## Data shown:
====

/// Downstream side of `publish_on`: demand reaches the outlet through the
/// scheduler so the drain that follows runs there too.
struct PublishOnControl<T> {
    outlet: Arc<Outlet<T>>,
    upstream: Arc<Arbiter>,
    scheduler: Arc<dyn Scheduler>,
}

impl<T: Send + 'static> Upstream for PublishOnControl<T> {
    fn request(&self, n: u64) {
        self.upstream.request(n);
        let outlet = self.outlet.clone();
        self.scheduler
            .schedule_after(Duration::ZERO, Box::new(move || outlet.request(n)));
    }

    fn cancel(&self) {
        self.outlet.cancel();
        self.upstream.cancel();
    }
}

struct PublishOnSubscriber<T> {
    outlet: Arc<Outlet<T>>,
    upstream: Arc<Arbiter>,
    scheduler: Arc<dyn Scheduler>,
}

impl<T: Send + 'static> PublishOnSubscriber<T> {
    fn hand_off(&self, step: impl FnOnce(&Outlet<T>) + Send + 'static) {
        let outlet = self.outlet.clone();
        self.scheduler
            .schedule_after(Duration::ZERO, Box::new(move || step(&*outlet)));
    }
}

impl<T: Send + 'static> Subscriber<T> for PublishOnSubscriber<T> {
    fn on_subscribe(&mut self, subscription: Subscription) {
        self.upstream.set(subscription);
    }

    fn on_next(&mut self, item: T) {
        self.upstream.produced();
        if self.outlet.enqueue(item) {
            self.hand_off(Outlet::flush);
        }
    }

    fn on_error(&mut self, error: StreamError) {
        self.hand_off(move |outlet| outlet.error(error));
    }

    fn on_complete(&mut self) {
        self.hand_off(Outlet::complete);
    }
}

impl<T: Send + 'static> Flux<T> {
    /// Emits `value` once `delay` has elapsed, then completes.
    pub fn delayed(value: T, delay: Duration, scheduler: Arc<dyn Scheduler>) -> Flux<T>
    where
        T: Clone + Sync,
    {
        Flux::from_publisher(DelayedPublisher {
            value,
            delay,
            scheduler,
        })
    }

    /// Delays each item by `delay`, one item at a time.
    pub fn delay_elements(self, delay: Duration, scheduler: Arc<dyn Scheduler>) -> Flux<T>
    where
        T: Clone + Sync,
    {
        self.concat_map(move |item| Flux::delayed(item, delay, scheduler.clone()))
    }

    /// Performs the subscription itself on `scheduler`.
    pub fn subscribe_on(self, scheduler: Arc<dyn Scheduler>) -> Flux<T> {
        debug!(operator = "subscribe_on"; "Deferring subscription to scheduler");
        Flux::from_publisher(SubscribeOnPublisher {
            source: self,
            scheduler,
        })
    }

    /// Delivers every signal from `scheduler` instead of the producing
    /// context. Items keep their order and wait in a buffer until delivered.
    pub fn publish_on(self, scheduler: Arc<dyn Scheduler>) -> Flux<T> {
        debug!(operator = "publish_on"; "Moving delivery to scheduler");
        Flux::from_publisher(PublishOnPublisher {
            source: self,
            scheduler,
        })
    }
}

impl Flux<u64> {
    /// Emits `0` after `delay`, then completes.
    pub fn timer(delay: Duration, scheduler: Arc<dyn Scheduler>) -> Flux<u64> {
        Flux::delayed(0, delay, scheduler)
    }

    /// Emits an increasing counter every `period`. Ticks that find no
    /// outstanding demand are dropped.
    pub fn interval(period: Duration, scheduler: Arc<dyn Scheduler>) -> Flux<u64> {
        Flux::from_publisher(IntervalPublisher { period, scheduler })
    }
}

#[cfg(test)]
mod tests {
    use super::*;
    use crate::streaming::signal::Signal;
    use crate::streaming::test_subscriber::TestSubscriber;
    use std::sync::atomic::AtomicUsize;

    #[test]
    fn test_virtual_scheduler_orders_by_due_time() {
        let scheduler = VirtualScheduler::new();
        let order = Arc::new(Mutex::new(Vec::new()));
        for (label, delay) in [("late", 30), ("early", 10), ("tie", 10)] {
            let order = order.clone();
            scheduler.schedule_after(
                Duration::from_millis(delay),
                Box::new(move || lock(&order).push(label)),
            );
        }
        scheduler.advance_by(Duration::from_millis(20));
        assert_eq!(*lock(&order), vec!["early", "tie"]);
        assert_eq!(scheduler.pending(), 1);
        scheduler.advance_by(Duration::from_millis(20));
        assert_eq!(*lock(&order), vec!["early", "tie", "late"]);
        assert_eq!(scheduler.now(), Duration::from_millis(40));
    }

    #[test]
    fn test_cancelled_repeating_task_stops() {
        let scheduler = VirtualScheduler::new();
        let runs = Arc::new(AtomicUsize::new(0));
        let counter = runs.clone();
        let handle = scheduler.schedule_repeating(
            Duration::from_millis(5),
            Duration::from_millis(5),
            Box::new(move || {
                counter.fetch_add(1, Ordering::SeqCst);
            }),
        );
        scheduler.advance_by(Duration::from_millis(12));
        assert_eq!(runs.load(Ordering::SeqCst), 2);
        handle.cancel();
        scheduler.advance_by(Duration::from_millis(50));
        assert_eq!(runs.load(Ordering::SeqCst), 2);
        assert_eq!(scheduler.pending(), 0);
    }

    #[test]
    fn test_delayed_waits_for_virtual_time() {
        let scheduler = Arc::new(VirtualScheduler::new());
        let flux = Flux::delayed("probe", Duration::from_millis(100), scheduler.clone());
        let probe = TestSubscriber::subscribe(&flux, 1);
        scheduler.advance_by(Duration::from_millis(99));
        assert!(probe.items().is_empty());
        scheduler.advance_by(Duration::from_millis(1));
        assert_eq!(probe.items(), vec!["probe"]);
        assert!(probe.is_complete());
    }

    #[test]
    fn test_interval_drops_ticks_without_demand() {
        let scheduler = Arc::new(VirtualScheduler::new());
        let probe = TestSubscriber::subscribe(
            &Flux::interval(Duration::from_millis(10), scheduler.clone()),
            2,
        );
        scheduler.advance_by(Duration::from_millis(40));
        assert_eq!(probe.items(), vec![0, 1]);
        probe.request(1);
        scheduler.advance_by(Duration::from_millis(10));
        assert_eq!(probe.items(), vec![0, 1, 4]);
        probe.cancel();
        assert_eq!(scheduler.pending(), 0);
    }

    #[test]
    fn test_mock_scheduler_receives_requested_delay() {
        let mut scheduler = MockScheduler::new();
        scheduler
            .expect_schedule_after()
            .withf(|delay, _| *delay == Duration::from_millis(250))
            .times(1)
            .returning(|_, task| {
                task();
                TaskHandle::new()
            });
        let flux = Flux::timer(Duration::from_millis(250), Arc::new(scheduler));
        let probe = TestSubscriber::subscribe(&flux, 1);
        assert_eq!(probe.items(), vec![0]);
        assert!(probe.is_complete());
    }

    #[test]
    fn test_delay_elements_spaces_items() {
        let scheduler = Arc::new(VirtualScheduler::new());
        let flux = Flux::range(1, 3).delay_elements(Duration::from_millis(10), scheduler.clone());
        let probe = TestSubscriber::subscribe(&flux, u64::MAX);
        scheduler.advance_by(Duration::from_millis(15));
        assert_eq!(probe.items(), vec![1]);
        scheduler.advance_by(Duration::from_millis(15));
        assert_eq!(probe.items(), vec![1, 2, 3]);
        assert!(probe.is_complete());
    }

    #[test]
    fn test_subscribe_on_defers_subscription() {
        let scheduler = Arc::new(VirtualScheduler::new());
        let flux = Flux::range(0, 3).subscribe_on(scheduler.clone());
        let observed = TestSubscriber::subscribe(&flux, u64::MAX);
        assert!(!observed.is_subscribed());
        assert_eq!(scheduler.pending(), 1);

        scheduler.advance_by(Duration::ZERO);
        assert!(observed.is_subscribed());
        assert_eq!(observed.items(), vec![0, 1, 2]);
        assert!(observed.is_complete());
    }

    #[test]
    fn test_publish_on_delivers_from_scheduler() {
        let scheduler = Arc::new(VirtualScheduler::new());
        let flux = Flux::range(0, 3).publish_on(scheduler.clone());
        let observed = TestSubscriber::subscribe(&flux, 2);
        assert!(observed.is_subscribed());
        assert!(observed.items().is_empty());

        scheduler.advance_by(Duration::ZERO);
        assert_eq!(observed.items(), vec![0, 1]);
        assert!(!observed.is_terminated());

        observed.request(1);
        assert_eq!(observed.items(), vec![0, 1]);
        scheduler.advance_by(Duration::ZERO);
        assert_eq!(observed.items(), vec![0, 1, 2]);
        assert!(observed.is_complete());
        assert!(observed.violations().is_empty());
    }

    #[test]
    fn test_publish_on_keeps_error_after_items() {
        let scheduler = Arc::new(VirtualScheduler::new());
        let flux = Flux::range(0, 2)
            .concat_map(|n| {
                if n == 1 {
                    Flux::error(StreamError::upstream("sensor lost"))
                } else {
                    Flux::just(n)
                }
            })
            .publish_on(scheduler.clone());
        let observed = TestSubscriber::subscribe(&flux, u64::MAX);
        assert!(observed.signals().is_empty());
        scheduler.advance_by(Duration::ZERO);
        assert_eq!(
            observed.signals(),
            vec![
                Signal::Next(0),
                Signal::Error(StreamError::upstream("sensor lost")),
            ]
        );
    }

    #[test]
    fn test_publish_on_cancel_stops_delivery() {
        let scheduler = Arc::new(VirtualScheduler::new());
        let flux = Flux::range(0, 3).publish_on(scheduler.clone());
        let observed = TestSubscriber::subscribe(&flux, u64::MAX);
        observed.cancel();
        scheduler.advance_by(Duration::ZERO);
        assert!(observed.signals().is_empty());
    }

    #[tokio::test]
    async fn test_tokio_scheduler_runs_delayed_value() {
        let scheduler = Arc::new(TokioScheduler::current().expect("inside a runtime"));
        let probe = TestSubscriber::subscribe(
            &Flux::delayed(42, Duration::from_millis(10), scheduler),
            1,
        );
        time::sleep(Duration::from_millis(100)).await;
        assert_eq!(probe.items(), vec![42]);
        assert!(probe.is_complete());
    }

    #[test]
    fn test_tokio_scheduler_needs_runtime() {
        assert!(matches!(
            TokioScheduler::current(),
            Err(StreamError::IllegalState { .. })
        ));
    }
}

====

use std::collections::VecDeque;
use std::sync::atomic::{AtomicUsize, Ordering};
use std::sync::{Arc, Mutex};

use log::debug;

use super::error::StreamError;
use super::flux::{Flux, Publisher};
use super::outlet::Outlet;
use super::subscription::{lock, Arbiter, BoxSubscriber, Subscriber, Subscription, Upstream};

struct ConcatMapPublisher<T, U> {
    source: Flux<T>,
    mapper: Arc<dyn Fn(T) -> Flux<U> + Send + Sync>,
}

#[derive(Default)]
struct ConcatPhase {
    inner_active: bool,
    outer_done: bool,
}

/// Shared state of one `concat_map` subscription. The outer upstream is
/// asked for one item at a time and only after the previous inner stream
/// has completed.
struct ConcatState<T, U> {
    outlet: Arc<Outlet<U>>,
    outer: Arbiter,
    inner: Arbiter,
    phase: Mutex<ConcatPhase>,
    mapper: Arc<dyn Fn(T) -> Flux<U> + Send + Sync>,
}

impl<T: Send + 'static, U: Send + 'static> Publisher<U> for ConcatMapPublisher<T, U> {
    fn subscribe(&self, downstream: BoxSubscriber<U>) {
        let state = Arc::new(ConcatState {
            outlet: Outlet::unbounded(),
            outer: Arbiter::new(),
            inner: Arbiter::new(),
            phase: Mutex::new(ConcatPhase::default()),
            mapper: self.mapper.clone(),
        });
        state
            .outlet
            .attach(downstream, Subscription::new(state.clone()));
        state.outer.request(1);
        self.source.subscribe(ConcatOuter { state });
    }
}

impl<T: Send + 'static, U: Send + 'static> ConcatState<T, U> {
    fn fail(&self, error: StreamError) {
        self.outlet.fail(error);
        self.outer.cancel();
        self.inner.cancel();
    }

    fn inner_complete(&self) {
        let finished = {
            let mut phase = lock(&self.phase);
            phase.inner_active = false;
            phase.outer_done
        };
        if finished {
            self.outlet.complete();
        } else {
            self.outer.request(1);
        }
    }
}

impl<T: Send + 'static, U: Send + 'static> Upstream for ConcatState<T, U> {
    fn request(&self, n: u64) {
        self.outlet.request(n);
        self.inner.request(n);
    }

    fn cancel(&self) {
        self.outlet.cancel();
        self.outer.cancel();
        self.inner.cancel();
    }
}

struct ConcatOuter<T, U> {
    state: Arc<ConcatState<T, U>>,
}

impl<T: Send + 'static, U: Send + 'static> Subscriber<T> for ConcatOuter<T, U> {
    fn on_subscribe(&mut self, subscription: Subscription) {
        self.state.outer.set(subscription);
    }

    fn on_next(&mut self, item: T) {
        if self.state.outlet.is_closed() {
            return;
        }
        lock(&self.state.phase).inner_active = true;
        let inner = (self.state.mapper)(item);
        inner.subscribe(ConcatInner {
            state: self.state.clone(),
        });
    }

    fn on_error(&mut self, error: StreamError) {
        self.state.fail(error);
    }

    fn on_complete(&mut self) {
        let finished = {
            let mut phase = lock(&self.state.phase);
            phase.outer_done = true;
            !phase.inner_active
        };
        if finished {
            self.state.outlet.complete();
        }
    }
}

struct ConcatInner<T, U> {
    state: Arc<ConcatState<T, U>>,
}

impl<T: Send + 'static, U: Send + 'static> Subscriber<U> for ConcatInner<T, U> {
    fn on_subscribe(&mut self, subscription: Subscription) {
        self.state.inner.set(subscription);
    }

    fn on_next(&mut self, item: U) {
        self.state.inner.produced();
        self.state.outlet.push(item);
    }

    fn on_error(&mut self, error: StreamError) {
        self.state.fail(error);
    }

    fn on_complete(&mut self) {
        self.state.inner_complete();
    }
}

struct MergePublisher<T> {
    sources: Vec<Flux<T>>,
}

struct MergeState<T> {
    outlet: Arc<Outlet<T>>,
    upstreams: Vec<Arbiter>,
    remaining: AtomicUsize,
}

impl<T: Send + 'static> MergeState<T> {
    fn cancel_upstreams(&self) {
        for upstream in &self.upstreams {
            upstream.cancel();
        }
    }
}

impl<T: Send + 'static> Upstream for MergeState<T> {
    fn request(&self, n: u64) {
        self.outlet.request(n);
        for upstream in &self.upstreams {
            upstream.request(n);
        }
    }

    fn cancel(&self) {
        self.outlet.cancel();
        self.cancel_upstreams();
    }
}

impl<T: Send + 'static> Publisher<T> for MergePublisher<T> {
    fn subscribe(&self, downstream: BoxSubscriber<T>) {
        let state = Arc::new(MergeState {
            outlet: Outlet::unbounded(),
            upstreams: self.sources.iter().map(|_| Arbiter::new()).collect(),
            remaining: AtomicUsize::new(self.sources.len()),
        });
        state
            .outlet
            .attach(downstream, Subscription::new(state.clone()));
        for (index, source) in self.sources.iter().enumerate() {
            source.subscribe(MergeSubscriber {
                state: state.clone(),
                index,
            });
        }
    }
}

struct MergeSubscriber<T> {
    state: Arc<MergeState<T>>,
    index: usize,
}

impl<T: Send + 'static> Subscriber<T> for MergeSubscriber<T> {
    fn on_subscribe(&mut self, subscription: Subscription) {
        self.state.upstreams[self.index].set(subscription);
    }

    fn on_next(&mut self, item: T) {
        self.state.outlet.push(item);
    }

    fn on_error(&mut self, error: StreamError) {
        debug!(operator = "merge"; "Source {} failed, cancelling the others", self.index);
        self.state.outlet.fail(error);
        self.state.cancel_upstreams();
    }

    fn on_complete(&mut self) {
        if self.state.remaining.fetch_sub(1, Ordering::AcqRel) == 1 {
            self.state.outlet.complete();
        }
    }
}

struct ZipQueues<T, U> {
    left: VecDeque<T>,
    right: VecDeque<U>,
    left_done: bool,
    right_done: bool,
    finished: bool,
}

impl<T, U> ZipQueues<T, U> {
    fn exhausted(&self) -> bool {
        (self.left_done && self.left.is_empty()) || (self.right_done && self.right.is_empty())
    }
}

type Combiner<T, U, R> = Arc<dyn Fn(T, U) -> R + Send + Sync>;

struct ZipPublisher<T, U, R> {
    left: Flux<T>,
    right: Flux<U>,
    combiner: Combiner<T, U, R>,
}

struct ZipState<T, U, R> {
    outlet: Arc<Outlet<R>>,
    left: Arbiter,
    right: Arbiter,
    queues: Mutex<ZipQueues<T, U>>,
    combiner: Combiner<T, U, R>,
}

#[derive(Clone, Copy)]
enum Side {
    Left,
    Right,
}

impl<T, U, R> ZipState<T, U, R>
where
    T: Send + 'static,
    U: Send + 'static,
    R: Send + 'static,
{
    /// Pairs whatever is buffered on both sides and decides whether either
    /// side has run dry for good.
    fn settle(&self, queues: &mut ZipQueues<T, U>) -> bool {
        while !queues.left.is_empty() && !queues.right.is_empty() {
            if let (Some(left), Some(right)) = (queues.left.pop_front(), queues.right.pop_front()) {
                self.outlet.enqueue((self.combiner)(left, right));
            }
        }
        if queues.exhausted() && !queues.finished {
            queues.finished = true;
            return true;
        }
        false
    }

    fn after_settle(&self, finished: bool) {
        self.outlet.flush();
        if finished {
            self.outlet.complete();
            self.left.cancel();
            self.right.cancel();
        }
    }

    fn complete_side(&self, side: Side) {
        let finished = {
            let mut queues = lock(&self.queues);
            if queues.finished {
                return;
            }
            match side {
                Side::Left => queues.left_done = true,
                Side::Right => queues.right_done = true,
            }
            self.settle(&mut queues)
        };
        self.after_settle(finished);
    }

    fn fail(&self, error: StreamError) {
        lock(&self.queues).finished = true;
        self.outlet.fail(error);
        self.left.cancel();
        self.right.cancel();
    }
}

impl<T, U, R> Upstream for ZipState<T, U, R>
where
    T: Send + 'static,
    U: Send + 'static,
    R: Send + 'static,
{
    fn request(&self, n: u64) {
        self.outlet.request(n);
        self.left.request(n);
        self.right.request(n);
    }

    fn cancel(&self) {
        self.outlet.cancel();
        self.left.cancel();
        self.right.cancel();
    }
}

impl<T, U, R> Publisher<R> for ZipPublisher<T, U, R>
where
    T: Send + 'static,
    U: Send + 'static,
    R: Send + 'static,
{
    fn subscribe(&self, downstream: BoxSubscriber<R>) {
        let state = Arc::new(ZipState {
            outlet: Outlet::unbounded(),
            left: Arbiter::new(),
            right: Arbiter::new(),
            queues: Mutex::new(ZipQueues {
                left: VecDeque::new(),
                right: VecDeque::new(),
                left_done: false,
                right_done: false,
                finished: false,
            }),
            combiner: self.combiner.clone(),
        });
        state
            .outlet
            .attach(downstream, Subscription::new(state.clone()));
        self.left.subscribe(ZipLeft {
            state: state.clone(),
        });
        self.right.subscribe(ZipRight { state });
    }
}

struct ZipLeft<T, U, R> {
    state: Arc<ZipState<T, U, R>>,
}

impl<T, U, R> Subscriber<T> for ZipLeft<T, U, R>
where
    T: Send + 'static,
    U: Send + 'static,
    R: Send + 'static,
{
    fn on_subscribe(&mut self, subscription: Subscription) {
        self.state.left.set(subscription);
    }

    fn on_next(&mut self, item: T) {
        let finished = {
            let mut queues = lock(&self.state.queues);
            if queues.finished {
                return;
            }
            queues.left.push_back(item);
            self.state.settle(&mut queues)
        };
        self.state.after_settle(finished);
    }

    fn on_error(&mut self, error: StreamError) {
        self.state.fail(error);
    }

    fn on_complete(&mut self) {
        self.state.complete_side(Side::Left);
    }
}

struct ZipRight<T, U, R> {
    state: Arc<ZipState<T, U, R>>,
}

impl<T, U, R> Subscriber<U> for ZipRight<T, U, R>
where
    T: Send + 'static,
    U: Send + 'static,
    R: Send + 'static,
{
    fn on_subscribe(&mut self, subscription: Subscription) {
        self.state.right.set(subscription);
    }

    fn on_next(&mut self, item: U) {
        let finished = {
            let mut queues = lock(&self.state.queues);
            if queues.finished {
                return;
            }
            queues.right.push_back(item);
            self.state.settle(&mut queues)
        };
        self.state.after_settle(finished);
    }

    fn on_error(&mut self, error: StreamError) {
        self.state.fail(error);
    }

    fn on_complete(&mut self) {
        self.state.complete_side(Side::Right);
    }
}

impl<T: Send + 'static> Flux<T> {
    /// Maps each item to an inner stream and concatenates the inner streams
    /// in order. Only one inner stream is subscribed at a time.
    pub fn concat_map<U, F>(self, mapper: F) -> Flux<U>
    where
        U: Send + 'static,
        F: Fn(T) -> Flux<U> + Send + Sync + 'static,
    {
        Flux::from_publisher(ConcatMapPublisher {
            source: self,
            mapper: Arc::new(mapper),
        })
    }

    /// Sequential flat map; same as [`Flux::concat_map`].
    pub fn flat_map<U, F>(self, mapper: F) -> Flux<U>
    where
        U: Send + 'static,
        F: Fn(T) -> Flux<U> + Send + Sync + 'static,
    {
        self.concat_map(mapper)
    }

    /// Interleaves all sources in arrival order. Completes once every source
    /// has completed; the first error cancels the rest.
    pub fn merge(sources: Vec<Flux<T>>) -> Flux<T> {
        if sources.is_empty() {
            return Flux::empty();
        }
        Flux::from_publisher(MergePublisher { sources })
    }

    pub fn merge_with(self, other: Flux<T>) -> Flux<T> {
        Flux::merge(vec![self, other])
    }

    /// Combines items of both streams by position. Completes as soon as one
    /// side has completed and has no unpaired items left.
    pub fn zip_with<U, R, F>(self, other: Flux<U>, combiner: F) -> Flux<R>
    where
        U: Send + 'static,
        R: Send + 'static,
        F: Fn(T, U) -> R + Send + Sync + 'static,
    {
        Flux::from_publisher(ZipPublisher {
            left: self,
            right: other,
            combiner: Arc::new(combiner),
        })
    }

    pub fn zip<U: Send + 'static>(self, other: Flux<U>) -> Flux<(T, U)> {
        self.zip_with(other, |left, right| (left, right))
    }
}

====

## What the task asks:
Search the records for the string "ZipLeft" and report each line that has it.

## Exercise output:
        self.left.subscribe(ZipLeft {
struct ZipLeft<T, U, R> {
impl<T, U, R> Subscriber<T> for ZipLeft<T, U, R>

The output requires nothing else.